Figure 1. Melt does not occur in the dry snow zone, which is situated at the highest altitudes at the center of the Greenland plateau. The snow is gradually compacted under its own weight and the surface layer is subject to modifications due to wind effects. Moreover, the properties of the dry snow zone are not uniform, since it is characterized by different levels of snow accumulations, systematically decreasing from the southwest to the northeast regions of Greenland [
3,
4]. This inner region is surrounded by the percolation zone, where a limited amount of melt per year occurs, leading to the generation of larger snow grains and to the formation of small ice structures, like lenses and pipes, within the snow pack. The size of such ice formations can vary from some centimeters to tens of centimeters [
5]. The wet snow zone is located further down slope towards Greenland’s coasts, where a substantial part of the snow melt drains off during summer, and is characterized by the presence of multiple ice layers. Outer coastal regions are finally classified as ablation zone, where the previous year accumulation completely melts during summer, resulting in a surface of bare ice and surface moraine. Up to now, the different facies have been located using microwave sensors by estimating the backscatter levels of the reflected signal [
6,
7]. The dry snow zone is characterized by low levels of backscatter, given the absorption of the incident radar wave; on the other hand, the presence of ice pipes and lenses in the percolation snow, whose dimensions are comparable to the wavelength of the incident radar wave, strongly increase the backscattered signal from such a region. The scattering mechanisms occurring in the wet snow zone are similar to those in the percolation zone, even though a higher variability is expected during summer, due to increased melt rates [
5]. Moreover, the availability of several spaceborne SAR missions allows for the monitoring of radar backscatter evolution in time, demonstrating the great potential of radar to track down changes in the Ice Sheet properties [
8].
The penetration of an incident radar wave on a snow pack is dependent on the sensor’s frequency and wave polarization, and on the characteristics of the illuminated target, such as snow density and structure, leading to volume scattering. Interferometric synthetic aperture radar (SAR) acquisitions over the Greenland Ice Sheet are therefore subjected to volume decorrelation [
9]. Its amount can be associated to the dominant backscattering mechanism for radar waves incident onto a snow pack, helping to classify the characteristics and structure of the snow pack itself.

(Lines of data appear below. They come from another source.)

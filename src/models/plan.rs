//! Plan (solution) model.
//!
//! A plan is the complete output of one allocation run: one
//! [`ScheduleDay`] per calendar date in the requested range, in ascending
//! order, plus echo-back metadata for the caller.
//!
//! # Wire Shape
//! Serialization matches the planner's JSON contract: camelCase field
//! names, dates as `YYYY-MM-DD`, and the `type` field omitted for study
//! days (only break days carry `"type": "break"`).

use chrono::NaiveDate;
use serde::{Deserialize, Serialize};

use super::DateRange;

/// One subject's time allocation within a single day.
#[derive(Debug, Clone, PartialEq, Serialize, Deserialize)]
pub struct Session {
    /// Subject name ("Break" for the break-day sentinel).
    pub subject: String,
    /// Allocated hours (0 for the break-day sentinel).
    pub hours: f64,
}

impl Session {
    /// Creates a new session.
    pub fn new(subject: impl Into<String>, hours: f64) -> Self {
        Self {
            subject: subject.into(),
            hours,
        }
    }
}

/// Classification of a scheduled day.
#[derive(Debug, Clone, Copy, PartialEq, Eq, Default, Serialize, Deserialize)]
#[serde(rename_all = "lowercase")]
pub enum DayKind {
    /// A working day carrying zero or more study sessions.
    #[default]
    Study,
    /// A deliberate rest day with no study sessions.
    Break,
}

impl DayKind {
    /// Whether this is a study day.
    #[inline]
    pub fn is_study(&self) -> bool {
        matches!(self, DayKind::Study)
    }

    /// Whether this is a break day.
    #[inline]
    pub fn is_break(&self) -> bool {
        matches!(self, DayKind::Break)
    }
}

/// One calendar day of the plan.
#[derive(Debug, Clone, PartialEq, Serialize, Deserialize)]
#[serde(rename_all = "camelCase")]
pub struct ScheduleDay {
    /// Calendar date (unique within a plan).
    pub date: NaiveDate,
    /// Ordered sessions for the day. A break day holds a single
    /// zero-hour "Break" sentinel.
    pub sessions: Vec<Session>,
    /// Total hours planned for the day, rounded to 2 decimals.
    pub hours_planned: f64,
    /// Day classification. Omitted from JSON for study days.
    #[serde(rename = "type", default, skip_serializing_if = "DayKind::is_study")]
    pub kind: DayKind,
}

impl ScheduleDay {
    /// Creates a study day.
    pub fn study(date: NaiveDate, sessions: Vec<Session>, hours_planned: f64) -> Self {
        Self {
            date,
            sessions,
            hours_planned,
            kind: DayKind::Study,
        }
    }

    /// Creates a break day with the zero-hour sentinel session.
    pub fn break_day(date: NaiveDate) -> Self {
        Self {
            date,
            sessions: vec![Session::new("Break", 0.0)],
            hours_planned: 0.0,
            kind: DayKind::Break,
        }
    }

    /// Whether any study hours were planned for this day.
    pub fn has_sessions(&self) -> bool {
        self.kind.is_study() && !self.sessions.is_empty()
    }
}

/// Echo-back metadata describing the request a plan answers.
#[derive(Debug, Clone, Copy, PartialEq, Serialize, Deserialize)]
#[serde(rename_all = "camelCase")]
pub struct PlanMeta {
    /// First day of the (normalized) range.
    pub start_date: NaiveDate,
    /// Last day of the (normalized) range.
    pub end_date: NaiveDate,
    /// Daily capacity as requested by the caller (pre-clamping).
    pub hours_per_day: f64,
}

impl PlanMeta {
    /// Creates metadata from a normalized range and the requested capacity.
    pub fn new(range: DateRange, hours_per_day: f64) -> Self {
        Self {
            start_date: range.start,
            end_date: range.end,
            hours_per_day,
        }
    }
}

/// A complete study plan: one entry per date, ascending and contiguous.
#[derive(Debug, Clone, PartialEq, Serialize, Deserialize)]
pub struct Plan {
    /// Scheduled days covering the requested range.
    pub days: Vec<ScheduleDay>,
    /// Echo-back request metadata.
    pub meta: PlanMeta,
}

impl Plan {
    /// Creates a plan from scheduled days and metadata.
    pub fn new(days: Vec<ScheduleDay>, meta: PlanMeta) -> Self {
        Self { days, meta }
    }

    /// Creates an empty plan ("nothing to schedule").
    pub fn empty(meta: PlanMeta) -> Self {
        Self {
            days: Vec::new(),
            meta,
        }
    }

    /// Whether the plan has no days at all.
    pub fn is_empty(&self) -> bool {
        self.days.is_empty()
    }

    /// Number of days in the plan.
    pub fn day_count(&self) -> usize {
        self.days.len()
    }

    /// Number of study days.
    pub fn study_day_count(&self) -> usize {
        self.days.iter().filter(|d| d.kind.is_study()).count()
    }

    /// Number of break days.
    pub fn break_day_count(&self) -> usize {
        self.days.iter().filter(|d| d.kind.is_break()).count()
    }

    /// Total hours planned across every day.
    pub fn total_planned_hours(&self) -> f64 {
        self.days.iter().map(|d| d.hours_planned).sum()
    }

    /// Finds the day scheduled on a given date.
    pub fn day_for_date(&self, date: NaiveDate) -> Option<&ScheduleDay> {
        self.days.iter().find(|d| d.date == date)
    }

    /// Returns every session allocated to a given subject, in plan order.
    pub fn sessions_for_subject(&self, subject: &str) -> Vec<&Session> {
        self.days
            .iter()
            .flat_map(|d| d.sessions.iter())
            .filter(|s| s.subject == subject)
            .collect()
    }

    /// Total hours allocated to a given subject across the plan.
    pub fn subject_hours(&self, subject: &str) -> f64 {
        self.sessions_for_subject(subject)
            .iter()
            .map(|s| s.hours)
            .sum()
    }
}

#[cfg(test)]
mod tests {
    use super::*;

    fn d(day: u32) -> NaiveDate {
        NaiveDate::from_ymd_opt(2024, 3, day).unwrap()
    }

    fn sample_plan() -> Plan {
        let days = vec![
            ScheduleDay::study(
                d(1),
                vec![Session::new("Math", 2.0), Session::new("Physics", 1.0)],
                3.0,
            ),
            ScheduleDay::break_day(d(2)),
            ScheduleDay::study(d(3), vec![Session::new("Math", 1.5)], 1.5),
        ];
        let meta = PlanMeta::new(DateRange::new(d(1), d(3)), 3.0);
        Plan::new(days, meta)
    }

    #[test]
    fn test_plan_counts() {
        let plan = sample_plan();
        assert_eq!(plan.day_count(), 3);
        assert_eq!(plan.study_day_count(), 2);
        assert_eq!(plan.break_day_count(), 1);
        assert!(!plan.is_empty());
    }

    #[test]
    fn test_total_planned_hours() {
        let plan = sample_plan();
        assert!((plan.total_planned_hours() - 4.5).abs() < 1e-10);
    }

    #[test]
    fn test_day_for_date() {
        let plan = sample_plan();
        let day = plan.day_for_date(d(2)).unwrap();
        assert!(day.kind.is_break());
        assert!(plan.day_for_date(d(4)).is_none());
    }

    #[test]
    fn test_sessions_for_subject() {
        let plan = sample_plan();
        let math = plan.sessions_for_subject("Math");
        assert_eq!(math.len(), 2);
        assert!((plan.subject_hours("Math") - 3.5).abs() < 1e-10);
        assert!((plan.subject_hours("Chemistry") - 0.0).abs() < 1e-10);
    }

    #[test]
    fn test_break_day_sentinel() {
        let day = ScheduleDay::break_day(d(2));
        assert_eq!(day.sessions.len(), 1);
        assert_eq!(day.sessions[0].subject, "Break");
        assert!((day.sessions[0].hours - 0.0).abs() < 1e-10);
        assert!((day.hours_planned - 0.0).abs() < 1e-10);
        assert!(!day.has_sessions());
    }

    #[test]
    fn test_empty_plan() {
        let meta = PlanMeta::new(DateRange::new(d(1), d(3)), 2.0);
        let plan = Plan::empty(meta);
        assert!(plan.is_empty());
        assert_eq!(plan.day_count(), 0);
        assert!((plan.total_planned_hours() - 0.0).abs() < 1e-10);
    }

    #[test]
    fn test_study_day_json_omits_type() {
        let day = ScheduleDay::study(d(1), vec![Session::new("Math", 2.0)], 2.0);
        let json = serde_json::to_value(&day).unwrap();
        assert!(json.get("type").is_none());
        assert_eq!(json["date"], "2024-03-01");
        assert_eq!(json["hoursPlanned"], 2.0);
        assert_eq!(json["sessions"][0]["subject"], "Math");
    }

    #[test]
    fn test_break_day_json_carries_type() {
        let day = ScheduleDay::break_day(d(2));
        let json = serde_json::to_value(&day).unwrap();
        assert_eq!(json["type"], "break");
        assert_eq!(json["hoursPlanned"], 0.0);
    }

    #[test]
    fn test_day_json_roundtrip_defaults_to_study() {
        let day = ScheduleDay::study(d(1), vec![Session::new("Math", 2.0)], 2.0);
        let json = serde_json::to_string(&day).unwrap();
        let back: ScheduleDay = serde_json::from_str(&json).unwrap();
        assert_eq!(back.kind, DayKind::Study);
        assert_eq!(back, day);
    }

    #[test]
    fn test_meta_json_camel_case() {
        let meta = PlanMeta::new(DateRange::new(d(1), d(10)), 2.0);
        let json = serde_json::to_value(meta).unwrap();
        assert_eq!(json["startDate"], "2024-03-01");
        assert_eq!(json["endDate"], "2024-03-10");
        assert_eq!(json["hoursPerDay"], 2.0);
    }
}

The German SAR mission TanDEM-X has the primary goal of generating a global, high-precision digital elevation model (DEM) with a spatial resolution of 12 m [
10,
11,
12]. Since October 2010, two twin satellites TerraSAR-X and TanDEM-X have been flying in a close orbit configuration, acting as an X-band single-pass SAR interferometer and systematically scanning the Earth’s land masses in bistatic single horizontal polarization stripmap mode, with a swath width of about 30 km. In this paper we present an approach to locate and investigate different snow facies by exploiting TanDEM-X interferometric SAR acquisitions over the snow-covered areas of Greenland. TanDEM-X data, acquired in X-band at 9.6 GHz, are particularly suitable for this analysis due to the single-pass bistatic capabilities of the system, which does not suffer from temporal decorrelation [
13]. As far as spaceborne SAR sensors are concerned, this data set is unique.

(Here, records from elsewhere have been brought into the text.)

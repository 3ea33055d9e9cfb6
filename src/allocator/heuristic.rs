//! Day-by-day greedy study allocator.
//!
//! # Algorithm
//!
//! 1. Compute the total workload and, once up front, decide whether the
//!    range earns a contiguous block of break days in its middle.
//! 2. Walk the date range in ascending order, one day at a time.
//! 3. For each study day, derive a target from the hours still owed and
//!    the study days still ahead (with a 15% overshoot allowance).
//! 4. Fill the day from the largest-remaining subject down, in blocks of
//!    at most 2 hours rounded to the nearest half hour.
//!
//! The pass is a single deterministic forward sweep: no backtracking, no
//! retries, no I/O. Residual fractions below half an hour stay in
//! rotation until a later day absorbs them, so totals converge to the
//! requested hours within rounding tolerance rather than by an explicit
//! final dump.
//!
//! # Complexity
//! O(days * subjects log subjects) for the per-day sort of the live set.

use chrono::NaiveDate;
use tracing::{debug, trace};

use crate::models::{DateRange, Plan, PlanMeta, ScheduleDay, Session, Subject};

/// Floor applied to the caller's daily capacity.
pub const MIN_HOURS_PER_DAY: f64 = 0.5;

/// Ceiling on any single session (one deep-work focus block).
pub const MAX_BLOCK_HOURS: f64 = 2.0;

/// Remaining hours at or below this are treated as exhausted.
const EXHAUSTED: f64 = 0.01;

/// Per-day target multiplier so late days are not starved by rounding.
const TARGET_OVERSHOOT: f64 = 1.15;

/// Breaks are earned when the ideal daily load sits below this fraction
/// of capacity.
const LIGHT_LOAD_RATIO: f64 = 0.6;

/// Ranges of at most this many days never earn breaks.
const MIN_DAYS_FOR_BREAKS: i64 = 5;

/// Input container for one allocation run.
#[derive(Debug, Clone)]
pub struct PlanRequest {
    /// Subjects to schedule (assumed already normalized).
    pub subjects: Vec<Subject>,
    /// Calendar window to fill. May arrive reversed; it is normalized
    /// before the pass.
    pub range: DateRange,
    /// Maximum study hours per non-break day.
    pub hours_per_day: f64,
}

impl PlanRequest {
    /// Creates a request with the default 2-hour daily capacity.
    pub fn new(subjects: Vec<Subject>, range: DateRange) -> Self {
        Self {
            subjects,
            range,
            hours_per_day: 2.0,
        }
    }

    /// Sets the daily capacity.
    pub fn with_hours_per_day(mut self, hours_per_day: f64) -> Self {
        self.hours_per_day = hours_per_day;
        self
    }
}

/// The contiguous run of break days reserved for a range, as 0-based day
/// indices `[start, start + count)`. `count == 0` means no breaks.
#[derive(Debug, Clone, Copy, PartialEq, Eq)]
struct BreakWindow {
    start: i64,
    count: i64,
}

impl BreakWindow {
    const NONE: Self = Self { start: 0, count: 0 };

    #[inline]
    fn contains(&self, day_index: i64) -> bool {
        self.count > 0 && day_index >= self.start && day_index < self.start + self.count
    }
}

/// One subject's mutable remainder during a single allocation run.
///
/// Lives only inside one `allocate` call; the slice position is the
/// original input order, used as the tie-breaker when sorting.
#[derive(Debug, Clone)]
struct WorkingSubject {
    name: String,
    remaining: f64,
}

/// Deterministic day-by-day study allocator.
///
/// A pure, synchronous computation: every call owns its working state,
/// so concurrent callers need no coordination. The allocator never
/// fails — degenerate inputs are clamped (capacity floored, reversed
/// ranges swapped) or answered with an empty plan.
///
/// # Example
///
/// ```
/// use chrono::NaiveDate;
/// use study_plan::allocator::Allocator;
/// use study_plan::models::{DateRange, Subject};
///
/// let subjects = vec![Subject::new("Math", 4.0), Subject::new("Physics", 2.0)];
/// let range = DateRange::new(
///     NaiveDate::from_ymd_opt(2024, 3, 1).unwrap(),
///     NaiveDate::from_ymd_opt(2024, 3, 3).unwrap(),
/// );
///
/// let plan = Allocator::new().allocate(&subjects, range, 2.0);
/// assert_eq!(plan.day_count(), 3);
/// ```
#[derive(Debug, Clone, Default)]
pub struct Allocator;

impl Allocator {
    /// Creates a new allocator.
    pub fn new() -> Self {
        Self
    }

    /// Allocates subjects across a date range.
    ///
    /// Returns one [`ScheduleDay`] per date in the normalized range, or
    /// an empty plan when there is nothing to schedule (no subjects, or
    /// all hours zero). The plan's metadata echoes the normalized range
    /// and the capacity exactly as requested.
    pub fn allocate(&self, subjects: &[Subject], range: DateRange, hours_per_day: f64) -> Plan {
        let range = range.normalized();
        let meta = PlanMeta::new(range, hours_per_day);
        let capacity = hours_per_day.max(MIN_HOURS_PER_DAY);

        let total_hours: f64 = subjects.iter().map(|s| s.hours).sum();
        if subjects.is_empty() || total_hours <= 0.0 {
            debug!("nothing to schedule, returning empty plan");
            return Plan::empty(meta);
        }

        let total_days = range.total_days();
        let ideal_per_day = total_hours / total_days as f64;
        let breaks = break_window(total_days, ideal_per_day, capacity);
        debug!(
            total_days,
            total_hours,
            capacity,
            break_days = breaks.count,
            "starting allocation pass"
        );

        // Working copy owned by this call; never shared across runs.
        let mut working: Vec<WorkingSubject> = subjects
            .iter()
            .map(|s| WorkingSubject {
                name: s.name.clone(),
                remaining: round2(s.hours),
            })
            .collect();

        let mut days = Vec::with_capacity(total_days as usize);
        for (day_index, date) in range.iter().enumerate() {
            let day_index = day_index as i64;
            if breaks.contains(day_index) {
                trace!(%date, "break day");
                days.push(ScheduleDay::break_day(date));
                continue;
            }
            days.push(fill_study_day(
                date,
                day_index,
                total_days,
                &breaks,
                capacity,
                &mut working,
            ));
        }

        Plan::new(days, meta)
    }

    /// Allocates from a request container.
    pub fn allocate_request(&self, request: &PlanRequest) -> Plan {
        self.allocate(&request.subjects, request.range, request.hours_per_day)
    }
}

/// Decides the break block for a range, computed once up front.
///
/// A range earns breaks iff it is longer than [`MIN_DAYS_FOR_BREAKS`]
/// days AND the ideal daily load is light relative to capacity. The
/// block is `max(1, total_days / 7)` days starting at `total_days / 2`.
fn break_window(total_days: i64, ideal_per_day: f64, capacity: f64) -> BreakWindow {
    if total_days > MIN_DAYS_FOR_BREAKS && ideal_per_day < capacity * LIGHT_LOAD_RATIO {
        BreakWindow {
            start: total_days / 2,
            count: (total_days / 7).max(1),
        }
    } else {
        BreakWindow::NONE
    }
}

/// Fills one study day from the working set and records it.
fn fill_study_day(
    date: NaiveDate,
    day_index: i64,
    total_days: i64,
    breaks: &BreakWindow,
    capacity: f64,
    working: &mut [WorkingSubject],
) -> ScheduleDay {
    // Study days left from today (inclusive), skipping the break block.
    let remaining_study_days = (day_index..total_days)
        .filter(|&d| !breaks.contains(d))
        .count();
    let remaining_hours: f64 = working
        .iter()
        .filter(|s| s.remaining > EXHAUSTED)
        .map(|s| s.remaining)
        .sum();

    let target = if remaining_hours > EXHAUSTED && remaining_study_days > 0 {
        capacity.min(remaining_hours / remaining_study_days as f64 * TARGET_OVERSHOOT)
    } else {
        0.0
    };

    // Transient view sorted by remaining hours descending; the stable
    // sort keeps input order on ties and the canonical slice order is
    // never mutated.
    let mut order: Vec<usize> = (0..working.len())
        .filter(|&i| working[i].remaining > EXHAUSTED)
        .collect();
    order.sort_by(|&a, &b| working[b].remaining.total_cmp(&working[a].remaining));

    let mut sessions = Vec::new();
    let mut used = 0.0;
    for &i in &order {
        if used >= target - EXHAUSTED {
            break;
        }
        let subject = &mut working[i];

        // Deep-work block: at most 2 hours, rounded to the nearest half
        // hour, re-clamped so it never exceeds the subject's remainder
        // or the day's target.
        let ideal_block = MAX_BLOCK_HOURS.min(subject.remaining).min(target - used);
        let block = round_half(ideal_block)
            .min(subject.remaining)
            .min(target - used);
        if block > EXHAUSTED {
            subject.remaining = round2(subject.remaining - block);
            used = round2(used + block);
            sessions.push(Session::new(subject.name.clone(), block));
        }
    }

    trace!(%date, hours = used, sessions = sessions.len(), "study day");
    ScheduleDay::study(date, sessions, round2(used))
}

/// Rounds to 2 decimal places.
#[inline]
fn round2(hours: f64) -> f64 {
    (hours * 100.0).round() / 100.0
}

/// Rounds to the nearest half hour.
#[inline]
fn round_half(hours: f64) -> f64 {
    (hours * 2.0).round() / 2.0
}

The goal of classification techniques is to group together the input data in different classes on the basis of a defined measure of similarity. The approach can either be supervised, if a priori knowledge is introduced for defining the properties of the different classes, or unsupervised, if such classes are directly estimated from the input data, without external additional information. Since only a few local studies have been performed for determining the properties of the Greenland and Antarctica Ice Sheets using X-band SAR data [
14,
15,
16], only a limited a priori knowledge is available for directly defining the characteristics of each snow facies from X-band signatures. Unsupervised classification techniques, such as fuzzy clustering, therefore represent an attractive technique.

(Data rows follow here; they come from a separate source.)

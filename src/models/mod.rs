//! Study-planning domain models.
//!
//! Provides the core data types for describing an allocation request and
//! its result. All types are plain values: constructed fresh per request,
//! serialized with serde, never shared across allocation runs.
//!
//! # Type Map
//!
//! | Type | Role |
//! |------|------|
//! | `Subject` | Named unit of required work (input) |
//! | `DateRange` | Inclusive calendar window (input) |
//! | `Session` | One subject's slot within a day (output) |
//! | `ScheduleDay` | One calendar day of the plan (output) |
//! | `Plan` | Full ordered schedule plus request metadata (output) |

mod date_range;
mod plan;
mod subject;

pub use date_range::DateRange;
pub use plan::{DayKind, Plan, PlanMeta, ScheduleDay, Session};
pub use subject::Subject;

A first preliminary study on the potential of TanDEM-X interferometric data for snow facies analysis using fuzzy clustering was presented in [
17]. We refined the classification algorithm, investigated its performance in detail, and performed comparisons with in situ observations to support interpretation of the results. In
Section 3 we describe the large-scale mosaics of SAR backscatter and volume correlation factor, together with additional parameters, derived from systematic TanDEM-X interferometric acquisitions. These mosaics are the starting point for applying the
c-means fuzzy clustering algorithm, detailed in
Section 2.1. We present the obtained results in
Section 4, where we also address the use of different number of clusters. Their interpretation is discussed in
Section 5, by means of reference melt data, snow density, and in situ measurements of snow structure. A dedicated sub-clustering of the inner snow facies allows to further refine its classification, as discussed in
Section 5.3. In
Section 5.4, we present a statistical analysis of backscatter and volume decorrelation for the derived snow facies, which allows to fit a Gaussian model to the histograms of these quantities. Finally, knowing the location of the different facies, it is possible to estimate the X-band penetration depth along the whole Ice Sheet, as explained in
Section 6, and to compare it to an independent estimation, obtained by composing TanDEM-X digital elevation model (DEM) data and ICESat laser altimeter measurements. Conclusions are finally drawn in
Section 7.
2. Fuzzy Clustering for Snow Facies Classification
In this section we describe the method used to classify the different snow facies of the Greenland Ice Sheet. It is based on the use of the
c-means fuzzy clustering algorithm, developed by J. Bezdek et al. in [
18], which is an unsupervised classification algorithm based on fuzzy logic theory.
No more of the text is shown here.